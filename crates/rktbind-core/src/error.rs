//! Declaration loading error types.

/// Errors that can occur while loading a declaration sequence.
#[derive(Debug, thiserror::Error)]
pub enum DeclError {
    /// The declaration sequence is structurally inconsistent.
    #[error("invalid declaration: {detail}")]
    InvalidDeclaration { detail: String },

    /// JSON parsing error.
    #[error("JSON parse error: {0}")]
    Json(#[from] serde_json::Error),

    /// I/O error.
    #[error("I/O error: {0}")]
    Io(#[from] std::io::Error),
}

/// Result type alias for declaration loading.
pub type Result<T> = std::result::Result<T, DeclError>;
--------------------
-- What you need to do --
Exact copies of every record are required.

-- Completed task --
filename crates/rktbind-core/src/error.rs
//! Declaration loading error types.

/// Errors that can occur while loading a declaration sequence.
#[derive(Debug, thiserror::Error)]
pub enum DeclError {
    /// The declaration sequence is structurally inconsistent.
    #[error("invalid declaration: {detail}")]
    InvalidDeclaration { detail: String },

    /// JSON parsing error.
    #[error("JSON parse error: {0}")]
    Json(#[from] serde_json::Error),

    /// I/O error.
    #[error("I/O error: {0}")]
    Io(#[from] std::io::Error),
}

/// Result type alias for declaration loading.
pub type Result<T> = std::result::Result<T, DeclError>;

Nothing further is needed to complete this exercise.